INPUT RECORDS:
□ □ □ □ □
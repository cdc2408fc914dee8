//! # Order Model
//!
//! The durable order entity and its creation payloads.
//!
//! An order is created once and is append-mostly afterwards; only its status
//! may transition. Each line item carries `captured_name`/`captured_price`,
//! a point-in-time snapshot of the product at order-creation time. Those
//! snapshots are never recomputed from the live product - an order is a
//! record of what was sold, not a join.

use std::fmt;
use std::str::FromStr;

use chrono::NaiveDateTime;
use serde::{Deserialize, Serialize};
use uuid::Uuid;

/// Order lifecycle states: `waitingDelivery -> {canceled, delivering} -> delivered`
#[derive(Debug, Clone, Copy, PartialEq, Eq, Hash, Serialize, Deserialize)]
#[serde(rename_all = "camelCase")]
pub enum OrderStatus {
    WaitingDelivery,
    Canceled,
    Delivering,
    Delivered,
}

impl OrderStatus {
    pub fn as_str(&self) -> &'static str {
        match self {
            OrderStatus::WaitingDelivery => "waitingDelivery",
            OrderStatus::Canceled => "canceled",
            OrderStatus::Delivering => "delivering",
            OrderStatus::Delivered => "delivered",
        }
    }
}

impl Default for OrderStatus {
    fn default() -> Self {
        OrderStatus::WaitingDelivery
    }
}

impl fmt::Display for OrderStatus {
    fn fmt(&self, f: &mut fmt::Formatter<'_>) -> fmt::Result {
        f.write_str(self.as_str())
    }
}

impl FromStr for OrderStatus {
    type Err = String;

    fn from_str(s: &str) -> Result<Self, Self::Err> {
        match s {
            "waitingDelivery" => Ok(OrderStatus::WaitingDelivery),
            "canceled" => Ok(OrderStatus::Canceled),
            "delivering" => Ok(OrderStatus::Delivering),
            "delivered" => Ok(OrderStatus::Delivered),
            other => Err(format!("{other} is not a supported order status")),
        }
    }
}

/// One product-and-quantity entry within an order, with its frozen snapshot
#[derive(Debug, Clone, PartialEq, Serialize, Deserialize)]
pub struct OrderLineItem {
    /// Reference to the product by id; never populated inline
    pub product: Uuid,
    /// Product name at order-creation time
    pub captured_name: String,
    /// Product price (integer cents) at order-creation time
    pub captured_price: i64,
    pub ordered_quantity: i64,
}

/// A persisted order
#[derive(Debug, Clone, PartialEq, Serialize, Deserialize)]
pub struct Order {
    pub order_id: Uuid,
    pub date: NaiveDateTime,
    pub status: OrderStatus,
    pub customer: Uuid,
    pub products: Vec<OrderLineItem>,
}

/// A validated order ready for the atomic insert-and-decrement unit
#[derive(Debug, Clone)]
pub struct NewOrder {
    pub customer: Uuid,
    pub status: OrderStatus,
    pub line_items: Vec<OrderLineItem>,
}

/// One requested line item, as supplied by the caller
#[derive(Debug, Clone, Copy, Serialize, Deserialize)]
pub struct LineItemRequest {
    pub product_id: Uuid,
    pub ordered_quantity: i64,
}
□ □ □ □ □
EXERCISE REQUIREMENTS:
The answer must be an exact transcription of every record above.

RESPONSE AREA:
repository cdc2408fc914dee8
//! # Order Model
//!
//! The durable order entity and its creation payloads.
//!
//! An order is created once and is append-mostly afterwards; only its status
//! may transition. Each line item carries `captured_name`/`captured_price`,
//! a point-in-time snapshot of the product at order-creation time. Those
//! snapshots are never recomputed from the live product - an order is a
//! record of what was sold, not a join.

use std::fmt;
use std::str::FromStr;

use chrono::NaiveDateTime;
use serde::{Deserialize, Serialize};
use uuid::Uuid;

/// Order lifecycle states: `waitingDelivery -> {canceled, delivering} -> delivered`
#[derive(Debug, Clone, Copy, PartialEq, Eq, Hash, Serialize, Deserialize)]
#[serde(rename_all = "camelCase")]
pub enum OrderStatus {
    WaitingDelivery,
    Canceled,
    Delivering,
    Delivered,
}

impl OrderStatus {
    pub fn as_str(&self) -> &'static str {
        match self {
            OrderStatus::WaitingDelivery => "waitingDelivery",
            OrderStatus::Canceled => "canceled",
            OrderStatus::Delivering => "delivering",
            OrderStatus::Delivered => "delivered",
        }
    }
}

impl Default for OrderStatus {
    fn default() -> Self {
        OrderStatus::WaitingDelivery
    }
}

impl fmt::Display for OrderStatus {
    fn fmt(&self, f: &mut fmt::Formatter<'_>) -> fmt::Result {
        f.write_str(self.as_str())
    }
}

impl FromStr for OrderStatus {
    type Err = String;

    fn from_str(s: &str) -> Result<Self, Self::Err> {
        match s {
            "waitingDelivery" => Ok(OrderStatus::WaitingDelivery),
            "canceled" => Ok(OrderStatus::Canceled),
            "delivering" => Ok(OrderStatus::Delivering),
            "delivered" => Ok(OrderStatus::Delivered),
            other => Err(format!("{other} is not a supported order status")),
        }
    }
}

/// One product-and-quantity entry within an order, with its frozen snapshot
#[derive(Debug, Clone, PartialEq, Serialize, Deserialize)]
pub struct OrderLineItem {
    /// Reference to the product by id; never populated inline
    pub product: Uuid,
    /// Product name at order-creation time
    pub captured_name: String,
    /// Product price (integer cents) at order-creation time
    pub captured_price: i64,
    pub ordered_quantity: i64,
}

/// A persisted order
#[derive(Debug, Clone, PartialEq, Serialize, Deserialize)]
pub struct Order {
    pub order_id: Uuid,
    pub date: NaiveDateTime,
    pub status: OrderStatus,
    pub customer: Uuid,
    pub products: Vec<OrderLineItem>,
}

/// A validated order ready for the atomic insert-and-decrement unit
#[derive(Debug, Clone)]
pub struct NewOrder {
    pub customer: Uuid,
    pub status: OrderStatus,
    pub line_items: Vec<OrderLineItem>,
}

/// One requested line item, as supplied by the caller
#[derive(Debug, Clone, Copy, Serialize, Deserialize)]
pub struct LineItemRequest {
    pub product_id: Uuid,
    pub ordered_quantity: i64,
}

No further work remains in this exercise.